For the records below, give the number of lines in which "reqwest" appears, and add nothing else.

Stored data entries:
--------------------------------------------------

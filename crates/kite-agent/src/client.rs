//! Agent call seam and its HTTP implementation

use std::time::Duration;

use async_trait::async_trait;

use crate::error::{Error, Result};
use crate::types::{AgentContext, AgentEnvelope, AgentRequest};

/// Header carrying the API key, when one is configured
pub const API_KEY_HEADER: &str = "x-api-key";

/// Something that can deliver a message to the remote agent.
///
/// Implementations return `Ok` for every well-formed envelope, including
/// unsuccessful ones, and `Err` only for transport failures.
#[async_trait]
pub trait AgentClient: Send + Sync {
    async fn call(
        &self,
        message: &str,
        agent_id: &str,
        context: &AgentContext,
    ) -> Result<AgentEnvelope>;
}

/// Calls the agent endpoint over HTTP with a JSON body
pub struct HttpAgentClient {
    client: reqwest::Client,
    endpoint: String,
    api_key: Option<String>,
}

impl HttpAgentClient {
    /// Create a client for `endpoint`
    pub fn new(endpoint: impl Into<String>) -> Result<Self> {
        Self::with_timeout(endpoint, None)
    }

    /// Create a client with an optional request timeout
    pub fn with_timeout(endpoint: impl Into<String>, timeout: Option<Duration>) -> Result<Self> {
        let endpoint = endpoint.into();
        if !(endpoint.starts_with("http://") || endpoint.starts_with("https://")) {
            return Err(Error::InvalidConfig(format!(
                "endpoint must be an http(s) URL, got '{}'",
                endpoint
            )));
        }

        let mut builder = reqwest::Client::builder();
        if let Some(timeout) = timeout {
            builder = builder.timeout(timeout);
        }

        Ok(Self {
            client: builder.build()?,
            endpoint,
            api_key: None,
        })
    }

    /// Set the API key sent with every request
    pub fn with_api_key(mut self, api_key: impl Into<String>) -> Self {
        self.api_key = Some(api_key.into());
        self
    }

    /// The configured endpoint
    pub fn endpoint(&self) -> &str {
        &self.endpoint
    }
}

#[async_trait]
impl AgentClient for HttpAgentClient {
    async fn call(
        &self,
        message: &str,
        agent_id: &str,
        context: &AgentContext,
    ) -> Result<AgentEnvelope> {
        let request = AgentRequest::new(message, agent_id, context);

        tracing::debug!(
            endpoint = %self.endpoint,
            agent_id,
            session_id = %context.session_id,
            "Calling agent"
        );

        let mut builder = self.client.post(&self.endpoint).json(&request);
        if let Some(ref key) = self.api_key {
            builder = builder.header(API_KEY_HEADER, key);
        }

        let response = builder.send().await.map_err(transport_error)?;
        let status = response.status();
        let body = response.text().await.map_err(transport_error)?;

        // Error statuses usually still carry an envelope explaining the failure
        match serde_json::from_str::<AgentEnvelope>(&body) {
            Ok(envelope) => {
                tracing::debug!(
                    status = status.as_u16(),
                    success = envelope.success,
                    "Agent replied"
                );
                Ok(envelope)
            }
            Err(e) if status.is_success() => {
                tracing::warn!("Agent returned an unreadable body: {}", e);
                Err(Error::Json(e))
            }
            Err(_) => {
                tracing::warn!(status = status.as_u16(), "Agent endpoint failed");
                Err(Error::status(status.as_u16(), body))
            }
        }
    }
}

/// Unreachable endpoints and timeouts have no detail worth showing
fn transport_error(e: reqwest::Error) -> Error {
    if e.is_connect() || e.is_timeout() {
        tracing::warn!("Agent endpoint unreachable: {}", e);
        Error::Network
    } else {
        Error::Http(e)
    }
}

--------------------------------------------------

**COMPLETED EXERCISE**
3